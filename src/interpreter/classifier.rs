/// Clause classifier and title extractor
///
/// Rules are tried in a fixed order and the first one that matches decides
/// the clause: status change, add, remove, bare quoted titles, nothing.
/// Verbs, pivots, stop words and aliases that sit inside a quoted title
/// are ignored.

use super::aliases::{
    ADD_STOP_RE, ADD_VERB_RE, CONJUNCTION_RE, PIVOT_RE, REMOVE_STOP_RE, REMOVE_VERB_RE,
    STATUS_ALIAS_RE, STATUS_VERB_RE,
};
use super::normalize::{normalize_status, strip_filler};
use super::plan::Action;
use super::quotes::{in_quotes, quoted_spans, quoted_titles, without_quoted, QuotedSpan};
use regex::{Match, Regex};
use std::collections::HashSet;

/// What a clause asks for
#[derive(Debug, Clone, Copy, PartialEq, Eq)]
pub enum ClauseKind {
    StatusChange,
    Add,
    Remove,
    QuotedFallback,
    Unrecognized,
}

pub struct ClauseClassifier;

impl ClauseClassifier {
    /// Decide which rule applies to a clause
    pub fn kind(clause: &str) -> ClauseKind {
        let spans = quoted_spans(clause);
        Self::kind_with_spans(clause, &spans)
    }

    /// Actions for one clause. An unrecognized clause yields none.
    pub fn classify(clause: &str) -> Vec<Action> {
        let spans = quoted_spans(clause);

        match Self::kind_with_spans(clause, &spans) {
            ClauseKind::StatusChange => status_actions(clause, &spans),
            ClauseKind::Add => verb_titles(clause, &spans, &ADD_VERB_RE, &ADD_STOP_RE)
                .into_iter()
                .map(|title| Action::Add { title })
                .collect(),
            ClauseKind::Remove => verb_titles(clause, &spans, &REMOVE_VERB_RE, &REMOVE_STOP_RE)
                .into_iter()
                .map(|title| Action::Remove { title })
                .collect(),
            ClauseKind::QuotedFallback => quoted_titles(clause)
                .into_iter()
                .map(|title| Action::Add { title })
                .collect(),
            ClauseKind::Unrecognized => Vec::new(),
        }
    }

    fn kind_with_spans(clause: &str, spans: &[QuotedSpan]) -> ClauseKind {
        let has = |re: &Regex| first_unquoted(re, clause, spans, 0).is_some();

        if has(&STATUS_VERB_RE) && has(&STATUS_ALIAS_RE) {
            ClauseKind::StatusChange
        } else if has(&ADD_VERB_RE) {
            ClauseKind::Add
        } else if has(&REMOVE_VERB_RE) {
            ClauseKind::Remove
        } else if !quoted_titles(clause).is_empty() {
            ClauseKind::QuotedFallback
        } else {
            ClauseKind::Unrecognized
        }
    }
}

/// First match of `re` at or after byte `from` that is not inside quotes
fn first_unquoted<'t>(
    re: &Regex,
    text: &'t str,
    spans: &[QuotedSpan],
    from: usize,
) -> Option<Match<'t>> {
    let mut pos = from;
    while pos <= text.len() {
        let m = re.find_at(text, pos)?;
        if !in_quotes(spans, m.start()) {
            return Some(m);
        }
        pos = m.end().max(pos + 1);
    }
    None
}

/// "mark X, Y as seen": titles sit between the verb and the earliest pivot,
/// the status is the first alias after the pivot (or anywhere if none follows)
fn status_actions(clause: &str, spans: &[QuotedSpan]) -> Vec<Action> {
    let Some(verb) = first_unquoted(&STATUS_VERB_RE, clause, spans, 0) else {
        return Vec::new();
    };
    let pivot = first_unquoted(&PIVOT_RE, clause, spans, verb.end());

    let alias_from = pivot.map(|p| p.end()).unwrap_or(verb.end());
    let Some(alias) = first_unquoted(&STATUS_ALIAS_RE, clause, spans, alias_from)
        .or_else(|| first_unquoted(&STATUS_ALIAS_RE, clause, spans, 0))
    else {
        return Vec::new();
    };

    let title_end = match pivot {
        Some(p) => p.start(),
        None if alias.start() > verb.end() => alias.start(),
        None => clause.len(),
    };

    let slice = &clause[verb.end()..title_end];
    let status = normalize_status(alias.as_str()).to_string();

    let quoted = quoted_titles(slice);
    let titles = if quoted.is_empty() {
        split_titles(slice)
    } else {
        quoted
    };

    dedup_titles(titles)
        .into_iter()
        .map(|title| Action::SetStatus {
            title,
            status: status.clone(),
        })
        .collect()
}

/// Titles between the verb and the first stop preposition.
/// Quoted titles come first, then the unquoted remainder split on
/// commas and conjunctions with filler removed.
fn verb_titles(clause: &str, spans: &[QuotedSpan], verb_re: &Regex, stop_re: &Regex) -> Vec<String> {
    let Some(verb) = first_unquoted(verb_re, clause, spans, 0) else {
        return Vec::new();
    };

    let end = first_unquoted(stop_re, clause, spans, verb.end())
        .map(|m| m.start())
        .unwrap_or(clause.len());
    let window = &clause[verb.end()..end];

    let mut titles = quoted_titles(window);
    titles.extend(split_titles(&without_quoted(window)));

    dedup_titles(titles)
}

/// Unquoted path: split on commas, newlines and conjunctions, strip filler
fn split_titles(text: &str) -> Vec<String> {
    let joined = CONJUNCTION_RE.replace_all(text, ",");

    joined
        .split([',', '\n'])
        .map(strip_filler)
        .filter(|t| !t.is_empty())
        .collect()
}

/// Case-insensitive dedup keeping the first spelling and input order
fn dedup_titles(titles: Vec<String>) -> Vec<String> {
    let mut seen = HashSet::new();
    titles
        .into_iter()
        .filter(|t| seen.insert(t.to_lowercase()))
        .collect()
}
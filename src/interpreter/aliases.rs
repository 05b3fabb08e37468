// Vocabulary for the instruction interpreter
//
// English and French surface forms. Every table is matched case-insensitively
// on whole words; the compiled regexes live next to the tables they come from.

use crate::catalog::WatchStatus;
use regex::Regex;
use std::sync::LazyLock;

/// Characters treated as quotes, ASCII and typographic
pub const QUOTE_CHARS: &[char] = &['"', '\u{201C}', '\u{201D}', '\u{201E}', '\u{201F}', '\u{AB}', '\u{BB}'];

pub const ADD_VERBS: &[&str] = &[
    "add", "put", "place", "append", "include", "ajoute", "ajouter", "mets", "mettre", "placer",
];

pub const REMOVE_VERBS: &[&str] = &[
    "remove", "delete", "drop", "erase", "retire", "retirer", "supprime", "supprimer", "enleve",
    "enlève", "enlever",
];

/// Verbs that start a status change ("mark X as seen")
pub const STATUS_VERBS: &[&str] = &["mark", "set", "flag", "marque", "marquer", "mets", "mettre"];

pub const CONJUNCTIONS: &[&str] = &["and", "then", "et", "puis"];

/// Words separating titles from the status in a status change
pub const STATUS_PIVOTS: &[&str] = &["as", "to", "into", "comme", "en", "dans"];

/// Where an add window ends ("add X to my list")
pub const ADD_STOPS: &[&str] = &["to", "into", "onto", "in", "on", "à", "dans", "sur"];

/// Where a remove window ends ("remove X from my list")
pub const REMOVE_STOPS: &[&str] = &["from", "off", "out of", "de", "du", "des"];

pub const STATUS_ALIASES: &[(&str, WatchStatus)] = &[
    ("wanted", WatchStatus::Wanted),
    ("want", WatchStatus::Wanted),
    ("to watch", WatchStatus::Wanted),
    ("to see", WatchStatus::Wanted),
    ("wishlist", WatchStatus::Wanted),
    ("watchlist", WatchStatus::Wanted),
    ("envie", WatchStatus::Wanted),
    ("liste d'envie", WatchStatus::Wanted),
    ("seen", WatchStatus::Seen),
    ("watched", WatchStatus::Seen),
    ("already seen", WatchStatus::Seen),
    ("déjà vu", WatchStatus::Seen),
    ("deja vu", WatchStatus::Seen),
    ("déjà-vu", WatchStatus::Seen),
    ("deja-vu", WatchStatus::Seen),
    ("deja_vu", WatchStatus::Seen),
    ("vu", WatchStatus::Seen),
    ("disliked", WatchStatus::Disliked),
    ("dislike", WatchStatus::Disliked),
    ("not interested", WatchStatus::Disliked),
    ("uninterested", WatchStatus::Disliked),
    ("pas interessé", WatchStatus::Disliked),
    ("pas intéressé", WatchStatus::Disliked),
    ("pas interesse", WatchStatus::Disliked),
    ("pas_interesse", WatchStatus::Disliked),
];

/// Dropped anywhere in an unquoted title. List nouns only go as part of a
/// phrase ("my list"), so "Schindler's List" survives.
const POSSESSIVES: &[&str] = &["my", "your", "our", "ma", "mon", "mes", "ta", "ton"];

const LIST_NOUNS: &[&str] = &["watch list", "wish list", "watchlist", "wishlist", "list", "liste"];

const LIST_ARTICLES: &[&str] = &["the", "this", "la", "le", "les", "cette"];

/// Case-insensitive whole-word alternation. Longer forms go first so
/// "deja vu" wins over "vu" at the same position.
fn word_alternation(words: &[&str]) -> Regex {
    let mut sorted: Vec<&str> = words.to_vec();
    sorted.sort_by_key(|w| std::cmp::Reverse(w.chars().count()));

    let body = sorted
        .iter()
        .map(|w| regex::escape(w).replace(' ', r"\s+"))
        .collect::<Vec<_>>()
        .join("|");

    // Built from the constant tables above
    Regex::new(&format!(r"(?i)\b(?:{})\b", body)).expect("alias tables form a valid regex")
}

pub static ADD_VERB_RE: LazyLock<Regex> = LazyLock::new(|| word_alternation(ADD_VERBS));

pub static REMOVE_VERB_RE: LazyLock<Regex> = LazyLock::new(|| word_alternation(REMOVE_VERBS));

pub static STATUS_VERB_RE: LazyLock<Regex> = LazyLock::new(|| word_alternation(STATUS_VERBS));

pub static CONJUNCTION_RE: LazyLock<Regex> = LazyLock::new(|| word_alternation(CONJUNCTIONS));

pub static PIVOT_RE: LazyLock<Regex> = LazyLock::new(|| word_alternation(STATUS_PIVOTS));

pub static ADD_STOP_RE: LazyLock<Regex> = LazyLock::new(|| word_alternation(ADD_STOPS));

pub static REMOVE_STOP_RE: LazyLock<Regex> = LazyLock::new(|| word_alternation(REMOVE_STOPS));

pub static STATUS_ALIAS_RE: LazyLock<Regex> = LazyLock::new(|| {
    let words: Vec<&str> = STATUS_ALIASES.iter().map(|(alias, _)| *alias).collect();
    word_alternation(&words)
});

/// Clause delimiters: whole-word conjunctions, period, semicolon
pub static DELIMITER_RE: LazyLock<Regex> = LazyLock::new(|| {
    let conj = word_alternation(CONJUNCTIONS);
    Regex::new(&format!(r"{}|[.;]", conj.as_str())).expect("delimiter regex")
});

/// "my list", "the wishlist", "la liste d'envie"...
pub static FILLER_PHRASE_RE: LazyLock<Regex> = LazyLock::new(|| {
    let article = word_alternation(&[POSSESSIVES, LIST_ARTICLES].concat());
    let noun = word_alternation(LIST_NOUNS);
    Regex::new(&format!(r"(?i)(?:{})\s+(?:{})(?:\s+d'envie)?", article.as_str(), noun.as_str()))
        .expect("filler phrase regex")
});

pub static POSSESSIVE_RE: LazyLock<Regex> = LazyLock::new(|| word_alternation(POSSESSIVES));

/// Strict alias lookup on an already case-folded, trimmed key
pub fn lookup_status_alias(key: &str) -> Option<WatchStatus> {
    let collapsed = key.split_whitespace().collect::<Vec<_>>().join(" ");
    STATUS_ALIASES
        .iter()
        .find(|(alias, _)| *alias == collapsed)
        .map(|(_, status)| *status)
}

pub fn is_quote(c: char) -> bool {
    QUOTE_CHARS.contains(&c)
}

→ **WHAT IS REQUIRED**
Please copy, without any change, the lines of the material from the first through the one containing "pub struct ClauseClassifier;". Write nothing else.

→ **COMPLETED EXERCISE**
filename src/interpreter/classifier.rs
/// Clause classifier and title extractor
///
/// Rules are tried in a fixed order and the first one that matches decides
/// the clause: status change, add, remove, bare quoted titles, nothing.
/// Verbs, pivots, stop words and aliases that sit inside a quoted title
/// are ignored.

use super::aliases::{
    ADD_STOP_RE, ADD_VERB_RE, CONJUNCTION_RE, PIVOT_RE, REMOVE_STOP_RE, REMOVE_VERB_RE,
    STATUS_ALIAS_RE, STATUS_VERB_RE,
};
use super::normalize::{normalize_status, strip_filler};
use super::plan::Action;
use super::quotes::{in_quotes, quoted_spans, quoted_titles, without_quoted, QuotedSpan};
use regex::{Match, Regex};
use std::collections::HashSet;

/// What a clause asks for
#[derive(Debug, Clone, Copy, PartialEq, Eq)]
pub enum ClauseKind {
    StatusChange,
    Add,
    Remove,
    QuotedFallback,
    Unrecognized,
}

pub struct ClauseClassifier;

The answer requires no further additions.